Bester AC, Roniger M, Oren YS, Im MM, Sarni D, Chaoat M, Bensimon A, Zamir G, Shewach DS, Kerem B.
Department of Genetics, The Life Sciences Institute, Edmond J. Safra Campus, The Hebrew University, Jerusalem 91905, Israel
Highlights
► Rb-E2F activation leads to replication stress, DNA damage, and transformation
► Cells with activated Rb-E2F proliferate without sufficient nucleotide levels
► Exogenous nucleosides rescue replication stress, DNA damage, and transformation
► c-Myc expression increases the nucleotide pool and rescues the replication stress
Abstract
Chromosomal instability in early cancer stages is caused by stress on DNA replication.

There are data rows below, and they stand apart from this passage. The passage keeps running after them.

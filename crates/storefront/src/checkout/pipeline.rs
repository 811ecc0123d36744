//! The checkout completion pipeline.
//!
//! A run drives a draft checkout through a fixed sequence of gateway
//! mutations into an order. The order is load-bearing: the gateway
//! computes shipping-dependent tax only after a valid shipping address is
//! attached, and payment creation needs the final total, which needs the
//! delivery method. Every write is a full replace, so re-running the whole
//! pipeline after a failure is safe; nothing is retried automatically.

use thiserror::Error;
use tracing::{info, instrument};

use koufeta_core::{CheckoutId, DeliveryMethodId, Money};

use crate::gateway::types::{FieldError, PlacedOrder};
use crate::gateway::GatewayError;

use super::forms::{ContactInfo, PaymentDraft, PostalAddress};

/// Pipeline stages in execution order.
///
/// Carried by [`CheckoutError::Gateway`] so the caller can tell where a
/// run halted.
#[derive(Debug, Clone, Copy, PartialEq, Eq)]
pub enum CheckoutStage {
    UpdatingShippingAddress,
    UpdatingBillingAddress,
    UpdatingEmail,
    SelectingDeliveryMethod,
    FetchingTotal,
    CreatingPayment,
    Completing,
}

impl CheckoutStage {
    /// Short progressive-tense label for error messages.
    #[must_use]
    pub const fn label(&self) -> &'static str {
        match self {
            Self::UpdatingShippingAddress => "saving the shipping address",
            Self::UpdatingBillingAddress => "saving the billing address",
            Self::UpdatingEmail => "saving the contact email",
            Self::SelectingDeliveryMethod => "selecting the delivery method",
            Self::FetchingTotal => "fetching the order total",
            Self::CreatingPayment => "creating the payment",
            Self::Completing => "placing the order",
        }
    }
}

impl std::fmt::Display for CheckoutStage {
    fn fmt(&self, f: &mut std::fmt::Formatter<'_>) -> std::fmt::Result {
        f.write_str(self.label())
    }
}

/// The two address slots on a checkout.
#[derive(Debug, Clone, Copy, PartialEq, Eq)]
pub enum AddressKind {
    Shipping,
    Billing,
}

impl std::fmt::Display for AddressKind {
    fn fmt(&self, f: &mut std::fmt::Formatter<'_>) -> std::fmt::Result {
        f.write_str(match self {
            Self::Shipping => "shipping",
            Self::Billing => "billing",
        })
    }
}

/// Why a pipeline run failed.
///
/// Validation variants are raised before any network call, so the buyer's
/// input is still on the page and can be corrected and resubmitted.
#[derive(Debug, Error)]
pub enum CheckoutError {
    /// No draft checkout exists for this session.
    #[error("no checkout in progress")]
    MissingCheckout,

    /// Email or phone is missing.
    #[error("contact info is incomplete")]
    IncompleteContactInfo,

    /// A required address field is empty.
    #[error("{kind} address is incomplete: missing {}", fields.join(", "))]
    IncompleteAddress {
        kind: AddressKind,
        fields: Vec<&'static str>,
    },

    /// No delivery method was selected.
    #[error("no delivery method selected")]
    MissingDeliveryMethod,

    /// The payment form was left empty.
    #[error("payment details are missing")]
    MissingPayment,

    /// A gateway call failed; the run halted at the named stage.
    #[error("checkout halted while {stage}: {source}")]
    Gateway {
        stage: CheckoutStage,
        source: GatewayError,
    },

    /// The gateway refused to finalize the checkout.
    #[error("checkout could not be completed: {}", format_completion_errors(.0))]
    Completion(Vec<FieldError>),
}

fn format_completion_errors(errors: &[FieldError]) -> String {
    if errors.is_empty() {
        return "(no reason given)".to_string();
    }
    errors
        .iter()
        .map(|e| e.message.clone())
        .collect::<Vec<_>>()
        .join("; ")
}

/// Everything a pipeline run needs, collected from the session and the
/// submitted form.
#[derive(Debug, Clone)]
pub struct CheckoutRequest {
    /// The draft checkout held in the session, if one exists.
    pub checkout_id: Option<CheckoutId>,
    pub contact: ContactInfo,
    pub shipping_address: PostalAddress,
    pub billing_address: PostalAddress,
    pub delivery_method_id: Option<DeliveryMethodId>,
    pub payment: PaymentDraft,
}

/// Result of a successful pipeline run.
#[derive(Debug, Clone)]
pub struct CompletedCheckout {
    pub order: PlacedOrder,
    /// The authoritative total fetched immediately before payment. This is
    /// what the buyer was charged, even if a cached page showed otherwise.
    pub amount_charged: Money,
}

/// Checkout operations the pipeline needs from the commerce gateway.
///
/// Split from the concrete client so tests can run the pipeline against a
/// scripted gateway.
#[allow(async_fn_in_trait)]
pub trait CheckoutGateway {
    /// Replace the checkout's shipping address. Full replace, no patching.
    async fn update_shipping_address(
        &self,
        checkout_id: &CheckoutId,
        address: &PostalAddress,
        phone: &str,
    ) -> Result<(), GatewayError>;

    /// Replace the checkout's billing address. Full replace, no patching.
    async fn update_billing_address(
        &self,
        checkout_id: &CheckoutId,
        address: &PostalAddress,
        phone: &str,
    ) -> Result<(), GatewayError>;

    /// Set the checkout's contact email.
    async fn update_email(&self, checkout_id: &CheckoutId, email: &str)
    -> Result<(), GatewayError>;

    /// Select the delivery method.
    async fn select_delivery_method(
        &self,
        checkout_id: &CheckoutId,
        delivery_method_id: &DeliveryMethodId,
    ) -> Result<(), GatewayError>;

    /// Fetch the authoritative total. Never cached across the payment step.
    async fn fetch_total(&self, checkout_id: &CheckoutId) -> Result<Money, GatewayError>;

    /// Create a payment for exactly the given amount.
    async fn create_payment(
        &self,
        checkout_id: &CheckoutId,
        amount: Money,
        token: &str,
    ) -> Result<(), GatewayError>;

    /// Finalize the checkout into an order.
    async fn complete(&self, checkout_id: &CheckoutId) -> Result<PlacedOrder, GatewayError>;
}

/// Drive a draft checkout through the full completion sequence.
///
/// Inputs are validated up front; the first gateway call happens only once
/// everything needed by the whole run is present. Each stage waits for the
/// previous one, and the run halts at the first failure without touching
/// later stages.
///
/// # Errors
///
/// Returns a validation variant of [`CheckoutError`] before any network
/// call, [`CheckoutError::Gateway`] when a stage fails, and
/// [`CheckoutError::Completion`] when the gateway refuses to finalize.
#[instrument(skip_all)]
pub async fn run<G: CheckoutGateway>(
    gateway: &G,
    request: &CheckoutRequest,
) -> Result<CompletedCheckout, CheckoutError> {
    let checkout_id = request
        .checkout_id
        .as_ref()
        .ok_or(CheckoutError::MissingCheckout)?;

    if !request.contact.is_complete() {
        return Err(CheckoutError::IncompleteContactInfo);
    }
    let missing = request.shipping_address.missing_fields();
    if !missing.is_empty() {
        return Err(CheckoutError::IncompleteAddress {
            kind: AddressKind::Shipping,
            fields: missing,
        });
    }
    let missing = request.billing_address.missing_fields();
    if !missing.is_empty() {
        return Err(CheckoutError::IncompleteAddress {
            kind: AddressKind::Billing,
            fields: missing,
        });
    }
    let delivery_method_id = request
        .delivery_method_id
        .as_ref()
        .ok_or(CheckoutError::MissingDeliveryMethod)?;
    if !request.payment.is_complete() {
        return Err(CheckoutError::MissingPayment);
    }

    let phone = request.contact.phone.trim();

    gateway
        .update_shipping_address(checkout_id, &request.shipping_address, phone)
        .await
        .map_err(|source| CheckoutError::Gateway {
            stage: CheckoutStage::UpdatingShippingAddress,
            source,
        })?;

    gateway
        .update_billing_address(checkout_id, &request.billing_address, phone)
        .await
        .map_err(|source| CheckoutError::Gateway {
            stage: CheckoutStage::UpdatingBillingAddress,
            source,
        })?;

    gateway
        .update_email(checkout_id, request.contact.email.trim())
        .await
        .map_err(|source| CheckoutError::Gateway {
            stage: CheckoutStage::UpdatingEmail,
            source,
        })?;

    gateway
        .select_delivery_method(checkout_id, delivery_method_id)
        .await
        .map_err(|source| CheckoutError::Gateway {
            stage: CheckoutStage::SelectingDeliveryMethod,
            source,
        })?;

    // Promotions and gift cards may have moved the total since the page was
    // rendered; the payment must be created for this fetch's amount.
    let total = gateway
        .fetch_total(checkout_id)
        .await
        .map_err(|source| CheckoutError::Gateway {
            stage: CheckoutStage::FetchingTotal,
            source,
        })?;

    gateway
        .create_payment(checkout_id, total, request.payment.token.trim())
        .await
        .map_err(|source| CheckoutError::Gateway {
            stage: CheckoutStage::CreatingPayment,
            source,
        })?;

    let order = match gateway.complete(checkout_id).await {
        Ok(order) => order,
        Err(GatewayError::Fields(errors)) => return Err(CheckoutError::Completion(errors)),
        Err(source) => {
            return Err(CheckoutError::Gateway {
                stage: CheckoutStage::Completing,
                source,
            });
        }
    };

    info!(checkout_id = %checkout_id, order_id = %order.id, total = %total, "checkout completed");

    Ok(CompletedCheckout {
        order,
        amount_charged: total,
    })
}

#[cfg(test)]
#[allow(clippy::unwrap_used)]
mod tests {
    use super::*;

    // Every stage a halt can report is a gateway-facing step; validation
    // failures carry their own error variants instead of a stage.
    const STAGES: [CheckoutStage; 7] = [
        CheckoutStage::UpdatingShippingAddress,
        CheckoutStage::UpdatingBillingAddress,
        CheckoutStage::UpdatingEmail,
        CheckoutStage::SelectingDeliveryMethod,
        CheckoutStage::FetchingTotal,
        CheckoutStage::CreatingPayment,
        CheckoutStage::Completing,
    ];

    #[test]
    fn test_stage_labels_are_distinct() {
        for (i, stage) in STAGES.iter().enumerate() {
            assert!(!stage.label().is_empty());
            for other in &STAGES[i + 1..] {
                assert_ne!(stage.label(), other.label());
            }
        }
    }

    #[test]
    fn test_gateway_halt_names_the_stage() {
        let err = CheckoutError::Gateway {
            stage: CheckoutStage::CreatingPayment,
            source: GatewayError::NotFound("checkout".to_string()),
        };
        assert!(err.to_string().contains("creating the payment"));
    }

    #[test]
    fn test_incomplete_address_lists_missing_fields() {
        let err = CheckoutError::IncompleteAddress {
            kind: AddressKind::Billing,
            fields: vec!["city", "postal code"],
        };
        assert_eq!(
            err.to_string(),
            "billing address is incomplete: missing city, postal code"
        );
    }
}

The molecular basis for replication perturbation in this context is currently unknown. We studied the replication dynamics in cells in which a regulator of S phase entry and cell proliferation, the Rb-E2F pathway, is aberrantly activated. Aberrant activation of this pathway by HPV-16 E6/E7 or cyclin E oncogenes significantly decreased the cellular nucleotide levels in the newly transformed cells. Exogenously supplied nucleosides rescued the replication stress and DNA damage and dramatically decreased oncogene-induced transformation. Increased transcription of nucleotide biosynthesis genes, mediated by expressing the transcription factor c-myc, increased the nucleotide pool and also rescued the replication-induced DNA damage. Our results suggest a model for early oncogenesis in which uncoordinated activation of factors regulating cell proliferation leads to insufficient nucleotides that fail to support normal replication and genome stability.